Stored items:
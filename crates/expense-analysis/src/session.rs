//! The analysis session: one upload, its filters and everything derived
//! from them.
//!
//! A session loads a file once and keeps the cleaned table. Each filter
//! change recomputes the filtered rows, the summaries and the chart specs in
//! one synchronous pass. Reports and CSV exports read the current filtered
//! state and never modify it.

use crate::aggregate::{AggregationEngine, Summaries};
use crate::charts::{ChartRasterizer, ChartRenderer, ChartSet, PlottersRasterizer};
use crate::config::{ChartTheme, LoaderConfig, ReportOptions};
use crate::error::{ExpenseError, Result};
use crate::export::{self, CsvExport};
use crate::filter::{FilterEngine, FilterOptions};
use crate::loader::{DataLoader, LoadSummary, LoadedData};
use crate::progress::{ClosureProgressReporter, ProgressReporter, ProgressUpdate, SessionStage};
use crate::report::{ReportAssembler, ReportDocument};
use crate::types::{ExpenseTable, FilterSelection};
use serde::Serialize;
use std::path::{Path, PathBuf};
use std::sync::Arc;
use std::time::Instant;
use tracing::{error, info};

/// Everything derived from the loaded table for the current selection.
#[derive(Debug, Clone)]
struct SessionState {
    raw: ExpenseTable,
    load_summary: LoadSummary,
    selection: FilterSelection,
    filtered: ExpenseTable,
    summaries: Summaries,
    charts: ChartSet,
}

/// Serializable view of the current session state.
#[derive(Debug, Serialize)]
pub struct SessionSnapshot<'a> {
    pub load_summary: &'a LoadSummary,
    pub selection: &'a FilterSelection,
    pub filter_options: FilterOptions,
    pub summaries: &'a Summaries,
    pub charts: &'a ChartSet,
}

impl SessionSnapshot<'_> {
    /// Pretty-printed JSON, as printed by the CLI's `--json` mode.
    pub fn to_json(&self) -> Result<String> {
        Ok(serde_json::to_string_pretty(self)?)
    }
}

EXERCISE AIM: Where the string "current" appears in a line of the entries, count that line, and state the total alone.

RESPONSE AREA: 3